Fait exceptionnellement rarissime et important pour la première fois depuis une longue semaine, la nuit fut douce, sans aucun caprice météorologique nuisible ou humide. Le soleil magnifique et les températures à la hausse dès le petit matin, malgré un fort vent qui chasse devant lui des troupeaux de nuages promettent une belle journée. Une journée tranquille surtout car ce soir, destination Les Rousses et pas un mètre de plus. N'étant pas attendu à Thonon avant le 14 ou le 15 juillet, donc nul besoin de forcer la cadence de manière délibérée.   

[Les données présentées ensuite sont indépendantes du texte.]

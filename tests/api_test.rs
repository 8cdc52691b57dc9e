//! End-to-end tests against the REST surface: a real daemon context on a
//! temp data dir, a real listener on a free port, raw HTTP over TcpStream.

use std::sync::Arc;
use std::time::Duration;

use serde_json::Value;
use tempfile::TempDir;
use tokio::io::{AsyncReadExt, AsyncWriteExt};
use tokio::net::TcpStream;
use wardend::config::WardenConfig;
use wardend::lease::CycleKind;
use wardend::{rest, AppContext};

fn find_free_port() -> u16 {
    std::net::TcpListener::bind("127.0.0.1:0")
        .unwrap()
        .local_addr()
        .unwrap()
        .port()
}

/// Boot a daemon context on a temp dir and serve it on a free port.
/// Tokens are set explicitly so ambient env vars cannot leak in.
async fn start_daemon(
    dir: &TempDir,
    api_token: Option<&str>,
    cycle_secret: Option<&str>,
) -> (u16, Arc<AppContext>) {
    let port = find_free_port();
    let mut config = WardenConfig::new(
        Some(port),
        Some(dir.path().to_path_buf()),
        Some("error".to_string()),
        Some("127.0.0.1".to_string()),
    );
    config.api_token = api_token.map(|s| s.to_string());
    config.cycle_secret = cycle_secret.map(|s| s.to_string());

    let ctx = AppContext::init(config).await.unwrap();
    let server_ctx = ctx.clone();
    tokio::spawn(async move {
        let _ = rest::start_rest_server(server_ctx).await;
    });
    tokio::time::sleep(Duration::from_millis(100)).await;
    (port, ctx)
}

fn get_request(path: &str, bearer: Option<&str>) -> String {
    let auth = bearer
        .map(|t| format!("Authorization: Bearer {t}\r\n"))
        .unwrap_or_default();
    format!("GET {path} HTTP/1.1\r\nHost: localhost\r\n{auth}Connection: close\r\n\r\n")
}

fn post_request(path: &str, bearer: Option<&str>, body: &str) -> String {
    let auth = bearer
        .map(|t| format!("Authorization: Bearer {t}\r\n"))
        .unwrap_or_default();
    format!(
        "POST {path} HTTP/1.1\r\nHost: localhost\r\n{auth}Content-Type: application/json\r\nContent-Length: {}\r\nConnection: close\r\n\r\n{body}",
        body.len()
    )
}

/// Send a raw request, return (status code, parsed JSON body).
async fn send(port: u16, raw: &str) -> (u16, Value) {
    let mut stream = TcpStream::connect(("127.0.0.1", port)).await.unwrap();
    stream.write_all(raw.as_bytes()).await.unwrap();
    let mut buf = Vec::new();
    stream.read_to_end(&mut buf).await.unwrap();

    let response = String::from_utf8_lossy(&buf).to_string();
    let status: u16 = response
        .split_whitespace()
        .nth(1)
        .expect("response has a status line")
        .parse()
        .expect("status code is numeric");
    let body = response.split("\r\n\r\n").nth(1).unwrap_or("").trim();
    let json = if body.is_empty() {
        Value::Null
    } else {
        serde_json::from_str(body).unwrap_or(Value::Null)
    };
    (status, json)
}

// ── Liveness ─────────────────────────────────────────────────────────────────

#[tokio::test]
async fn test_liveness_endpoint_is_open_and_reports_version() {
    let dir = TempDir::new().unwrap();
    // Tokens set: /health must stay reachable regardless.
    let (port, _ctx) = start_daemon(&dir, Some("secret"), Some("cron")).await;

    let (status, body) = send(port, &get_request("/health", None)).await;
    assert_eq!(status, 200);
    assert_eq!(body["status"], "ok");
    assert_eq!(body["version"], env!("CARGO_PKG_VERSION"));
    assert!(
        body["uptimeSecs"].is_u64(),
        "uptimeSecs should be a number, got: {body}"
    );
}

// ── Operator auth ────────────────────────────────────────────────────────────

#[tokio::test]
async fn test_system_health_requires_bearer_token() {
    let dir = TempDir::new().unwrap();
    let (port, _ctx) = start_daemon(&dir, Some("letmein"), None).await;

    let (status, body) = send(port, &get_request("/api/v1/health/system", None)).await;
    assert_eq!(status, 401);
    assert_eq!(body["error"], "unauthorized");

    let (status, _) = send(port, &get_request("/api/v1/health/system", Some("wrong"))).await;
    assert_eq!(status, 401, "a wrong token is as bad as none");

    let (status, body) = send(port, &get_request("/api/v1/health/system", Some("letmein"))).await;
    assert_eq!(status, 200);
    assert_eq!(body["totalAgents"], 5);
    assert_eq!(body["agents"].as_array().unwrap().len(), 5);
}

#[tokio::test]
async fn test_system_health_open_when_no_token_configured() {
    let dir = TempDir::new().unwrap();
    let (port, _ctx) = start_daemon(&dir, None, None).await;

    let (status, body) = send(port, &get_request("/api/v1/health/system", None)).await;
    assert_eq!(status, 200, "unset token disables the check");
    assert_eq!(body["criticalTotal"], 3);
}

#[tokio::test]
async fn test_cycle_secret_is_separate_from_api_token() {
    let dir = TempDir::new().unwrap();
    let (port, _ctx) = start_daemon(&dir, Some("admin"), Some("cron")).await;

    // The operator token does not open the scheduler trigger...
    let (status, _) = send(
        port,
        &post_request("/api/v1/scheduler/cycle", Some("admin"), ""),
    )
    .await;
    assert_eq!(status, 401);

    // ...and the cycle secret does not open operator endpoints.
    let (status, _) = send(port, &get_request("/api/v1/health/system", Some("cron"))).await;
    assert_eq!(status, 401);

    let (status, body) = send(
        port,
        &post_request("/api/v1/scheduler/cycle", Some("cron"), ""),
    )
    .await;
    assert_eq!(status, 200);
    assert_eq!(body["due"], 0);
    assert_eq!(body["processed"], 0);
    assert!(body["durationMs"].is_u64(), "got: {body}");
}

// ── Heartbeat ingestion ──────────────────────────────────────────────────────

#[tokio::test]
async fn test_heartbeat_from_unknown_agent_is_rejected() {
    let dir = TempDir::new().unwrap();
    let (port, _ctx) = start_daemon(&dir, None, None).await;

    let body = r#"{"agentId":"ghost-agent","status":"online"}"#;
    let (status, json) = send(port, &post_request("/api/v1/heartbeat", None, body)).await;
    assert_eq!(status, 404);
    assert!(
        json["error"].as_str().unwrap().contains("ghost-agent"),
        "error names the unknown agent: {json}"
    );
}

#[tokio::test]
async fn test_heartbeat_with_invalid_status_is_rejected() {
    let dir = TempDir::new().unwrap();
    let (port, _ctx) = start_daemon(&dir, None, None).await;

    let body = r#"{"agentId":"billing-agent","status":"rebooting"}"#;
    let (status, json) = send(port, &post_request("/api/v1/heartbeat", None, body)).await;
    assert_eq!(status, 400);
    assert!(json["error"].is_string(), "got: {json}");
}

#[tokio::test]
async fn test_heartbeat_roundtrip_shows_in_system_report() {
    let dir = TempDir::new().unwrap();
    let (port, _ctx) = start_daemon(&dir, None, None).await;

    let body = r#"{"agentId":"billing-agent","status":"online","metrics":{"tasksCompleted":7,"errorCount":1,"version":"2.4.0"}}"#;
    let (status, ack) = send(port, &post_request("/api/v1/heartbeat", None, body)).await;
    assert_eq!(status, 200);
    assert_eq!(ack["agentId"], "billing-agent");
    assert_eq!(ack["status"], "online");
    assert!(ack["receivedAt"].is_string(), "got: {ack}");

    let (status, report) = send(port, &get_request("/api/v1/health/system", None)).await;
    assert_eq!(status, 200);
    assert_eq!(report["onlineCount"], 1);
    assert_eq!(report["healthScore"], 20);
    // Four of five silent, two criticals among them.
    assert_eq!(report["status"], "critical");

    let agents = report["agents"].as_array().unwrap();
    let billing = agents
        .iter()
        .find(|a| a["id"] == "billing-agent")
        .expect("billing-agent in report");
    assert_eq!(billing["isResponsive"], true);
    assert_eq!(billing["tasksCompleted"], 7);
    assert_eq!(billing["errorCount"], 1);
}

// ── Fallback trigger ─────────────────────────────────────────────────────────

#[tokio::test]
async fn test_fallback_run_recovers_silent_critical_agents() {
    let dir = TempDir::new().unwrap();
    let (port, _ctx) = start_daemon(&dir, Some("ops"), None).await;

    let (status, _) = send(port, &post_request("/api/v1/fallback/run", None, "")).await;
    assert_eq!(status, 401, "fallback trigger is operator-only");

    let (status, report) = send(port, &post_request("/api/v1/fallback/run", Some("ops"), "")).await;
    assert_eq!(status, 200);
    let recovered: Vec<&str> = report["recovered"]
        .as_array()
        .unwrap()
        .iter()
        .map(|v| v.as_str().unwrap())
        .collect();
    assert_eq!(
        recovered,
        vec!["billing-agent", "master-orchestrator", "scheduling-agent"],
        "all three critical agents get a restart signal"
    );
    assert!(report["failed"].as_array().unwrap().is_empty());

    // The restart signal seeded fresh heartbeats, so nothing is left to do.
    let (_, second) = send(port, &post_request("/api/v1/fallback/run", Some("ops"), "")).await;
    assert!(second["recovered"].as_array().unwrap().is_empty());
}

// ── Cycle leases ─────────────────────────────────────────────────────────────

#[tokio::test]
async fn test_busy_cycle_lease_maps_to_conflict() {
    let dir = TempDir::new().unwrap();
    let (port, ctx) = start_daemon(&dir, Some("admin"), Some("cron")).await;

    // Hold both leases, as the interval loops would mid-pass.
    let scheduler_lease = ctx.gate.try_acquire(CycleKind::Scheduler).unwrap();
    let fallback_lease = ctx.gate.try_acquire(CycleKind::Fallback).unwrap();

    let (status, body) = send(
        port,
        &post_request("/api/v1/scheduler/cycle", Some("cron"), ""),
    )
    .await;
    assert_eq!(status, 409);
    assert_eq!(body["error"], "a scheduler cycle is already running");

    let (status, body) = send(port, &post_request("/api/v1/fallback/run", Some("admin"), "")).await;
    assert_eq!(status, 409);
    assert_eq!(body["error"], "a fallback cycle is already running");

    // Released leases clear the conflict.
    drop(scheduler_lease);
    drop(fallback_lease);
    let (status, _) = send(
        port,
        &post_request("/api/v1/scheduler/cycle", Some("cron"), ""),
    )
    .await;
    assert_eq!(status, 200);
}

// ── Briefing endpoints ───────────────────────────────────────────────────────

#[tokio::test]
async fn test_briefing_today_before_any_run_is_404() {
    let dir = TempDir::new().unwrap();
    let (port, _ctx) = start_daemon(&dir, None, None).await;

    let (status, body) = send(port, &get_request("/api/v1/briefing/today", None)).await;
    assert_eq!(status, 404);
    assert!(body["error"].is_string(), "got: {body}");
}

#[tokio::test]
async fn test_briefing_run_then_today_roundtrip() {
    let dir = TempDir::new().unwrap();
    let (port, _ctx) = start_daemon(&dir, Some("ops"), None).await;

    let (status, generated) = send(
        port,
        &post_request("/api/v1/briefing/run", Some("ops"), ""),
    )
    .await;
    assert_eq!(status, 200);
    let date = generated["date"].as_str().unwrap().to_string();
    assert_eq!(generated["agentsTotal"], 5);
    // No heartbeats at all: every critical agent raises a concern.
    assert_eq!(generated["healthStatus"], "critical");

    let (status, today) = send(port, &get_request("/api/v1/briefing/today", Some("ops"))).await;
    assert_eq!(status, 200);
    assert_eq!(today["date"], date.as_str());
    assert_eq!(today["agentsOnline"], 0);
}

Le tranquille sentier qui longe maintenant l’orée du bois conduit sagement à la Chapelle-des-Bois, entre les prairies et les petites éminences de collines boisées. La journée entière est placée sous le signe de la promenade familiale. A côté de l’église, la fontaine livre un mince filet d’eau, quasi goutte à goutte chétif semblant devoir finir bientôt avec toujours la même inscription enjouée : « eau non contrôlée ». Le parcours de golf semble ici pour le moins incongru tant les vaches et leurs bouses endémiques s’avèrent à des lieues du green balayé par de fortes rafales de vent. Les petits drapeaux rouges s’arc-boutent pour ne pas s’envoler au-delà de la frontière tout proche. A un bon demi kilomètre des dernières maisons, en plein champ où dansent les herbes folles et divers bouquets de fleurs en une ritournelle multicolore, une petite croix corrodée par les siècles et les siècles matérialise timidement l’histoire. Contemporaine de Louis XIII et Richelieu, de la conquête du Canada et de la Guerre de Trente ans, c’est dans ce même champ que l’on ensevelissait les dépouilles des malheureux atteints de l’épidémie du siècle, comme en porte témoignage l’inscription sur cette croix ouvragée de rouille : « cimetière des Pestiférés – 1639 ».
 
 
A la sortie du village, les choses se compliquent un peu puisque le GR5 qui est sensé grimper sec et droit vers les crêtes frontalières, part à travers champs, en de longs faux plats sans plus d’intérêt. Des vaches au pré manifestement dérangées dans le cours paisible de leur rumination perpétuelle tournent la tête vers ce bipède impromptu.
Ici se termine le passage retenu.